Calculating the Intercept and Regression Coefficient using the Matrix Inverse in Python
In linear regression, we map the predictor variable/s X to the dependent variable Y with the linear function Y = f(x) = a + bx
You can think about this as solving a system of linear equations.
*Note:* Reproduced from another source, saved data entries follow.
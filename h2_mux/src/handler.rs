// Copyright (c) 2023 Huawei Device Co., Ltd.
// Licensed under the Apache License, Version 2.0 (the "License");
// you may not use this file except in compliance with the License.
// You may obtain a copy of the License at
//
//     http://www.apache.org/licenses/LICENSE-2.0
//
// Unless required by applicable law or agreed to in writing, software
// distributed under the License is distributed on an "AS IS" BASIS,
// WITHOUT WARRANTIES OR CONDITIONS OF ANY KIND, either express or implied.
// See the License for the specific language governing permissions and
// limitations under the License.

//! The child-channel user surface: per-stream handlers, the context they
//! operate through, and stream initializers.

use h2_frame::{Frame, FrameFlags, Payload, StreamId};

use crate::completion::Completion;
use crate::error::MuxError;
use crate::multiplexer::StreamMultiplexer;
use crate::streams::StreamKey;

/// The per-stream pipeline installed when a stream's initializer completes.
/// All callbacks run on the connection loop; re-entrant operations on the
/// own stream go through the provided [`StreamContext`].
pub trait StreamHandler {
    /// One inbound frame reached this stream.
    fn frame_received(&mut self, ctx: &mut StreamContext<'_>, frame: Frame);

    /// The read burst that delivered at least one frame to this stream
    /// ended, or an explicit `read` drained the deferral queue.
    fn read_complete(&mut self, _ctx: &mut StreamContext<'_>) {}

    /// A stream-scoped error was fired into the pipeline, e.g. a remote
    /// reset reported by the terminal `StreamClosed` event.
    fn error_received(&mut self, _ctx: &mut StreamContext<'_>, _error: MuxError) {}

    /// The derived writability of this stream flipped.
    fn writability_changed(&mut self, _ctx: &mut StreamContext<'_>, _writable: bool) {}

    /// The stream reached `closed` and the handler is being removed. Runs
    /// on the loop iteration after the terminal event.
    fn handler_removed(&mut self) {}
}

/// What a stream initializer produced.
pub enum InitState {
    /// Setup finished; install the handler and go active.
    Ready(Box<dyn StreamHandler + Send>),
    /// Setup continues elsewhere; the stream stays in `setup-pending` and
    /// defers inbound frames until
    /// [`StreamMultiplexer::complete_setup`] is called.
    Pending,
}

/// User-supplied stream setup. Runs once per stream, before any frame is
/// delivered; outbound writes issued here are held until the stream goes
/// active.
pub type StreamInitializer =
    Box<dyn FnMut(&mut StreamContext<'_>) -> Result<InitState, MuxError> + Send>;

/// Borrowed operation surface for one stream, handed to initializers and
/// handler callbacks.
pub struct StreamContext<'a> {
    key: StreamKey,
    mux: &'a mut StreamMultiplexer,
}

impl<'a> StreamContext<'a> {
    pub(crate) fn new(key: StreamKey, mux: &'a mut StreamMultiplexer) -> Self {
        Self { key, mux }
    }

    /// The key of the stream this context operates on.
    pub fn key(&self) -> StreamKey {
        self.key
    }

    /// Reads the `stream_id` option; fails with `NoStreamIdAvailable` before
    /// the first flush of a locally-created stream.
    pub fn stream_id(&self) -> Result<StreamId, MuxError> {
        self.mux.stream_id(self.key)
    }

    /// Enqueues one outbound frame on this stream.
    pub fn write(&mut self, flags: FrameFlags, payload: Payload) -> Result<Completion<()>, MuxError> {
        self.mux.write(self.key, flags, payload)
    }

    /// Releases queued writes towards the connection.
    pub fn flush(&mut self) -> Result<(), MuxError> {
        self.mux.flush(self.key)
    }

    /// Requests one deferred inbound frame, or a read from the parent.
    pub fn read(&mut self) -> Result<(), MuxError> {
        self.mux.read(self.key)
    }

    /// Initiates shutdown of this stream.
    pub fn close(&mut self) -> Result<Completion<()>, MuxError> {
        self.mux.close(self.key)
    }

    /// Sets the `autoread` option.
    pub fn set_autoread(&mut self, autoread: bool) -> Result<(), MuxError> {
        self.mux.set_autoread(self.key, autoread)
    }

    /// Gets the `autoread` option.
    pub fn autoread(&self) -> Result<bool, MuxError> {
        self.mux.autoread(self.key)
    }

    /// The derived writability of this stream.
    pub fn is_writable(&self) -> bool {
        self.mux.is_writable(self.key)
    }

    /// Whether the stream is currently active.
    pub fn is_active(&self) -> bool {
        self.mux.is_active(self.key)
    }
}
For example, if we had an independent and dependent variable with n observations, we could write out the series of equations like this…
We can change the representation of the linear system using matrix notation.
Matrix equation: Ax = b where A is the matrix containing predictors, x is the matrix containing the coefficients, and b is the target/dependent variable.
We can solve for x (a and b) by performing the following operations
\begin{equation}(A^{T}A)^{-1}(A^{T}A)x = (A^{T}A)^{-1}A^{T}b \ or \ x = (A^{T}A)^{-1}A^{T}b\end{equation}
Let’s import some data and use Python to test some of what we discussed
# Import libraries
import pandas as pd
import numpy as np
import matplotlib.pyplot as plt
from sklearn.linear_model import LinearRegression
# Import synthetic dataset
data = pd.read_csv("C:\\Users\\steve\\OneDrive\\Documents\\website projects\\statistics\\synthetic data\\simple_regression.csv")
#View dataframe
data.head()
Unnamed: 0 | x | y | |
---|---|---|---|
0 | 1 | 4.373518 | 89.996377 |
1 | 2 | 4.723557 | 96.019228 |
2 | 3 | 5.671688 | 116.386921 |
3 | 4 | 4.860543 | 100.563548 |
4 | 5 | 4.797259 | 100.377688 |
# Visualize data using matplotlib
plt.scatter(data.x, data.y, edgecolor = "black")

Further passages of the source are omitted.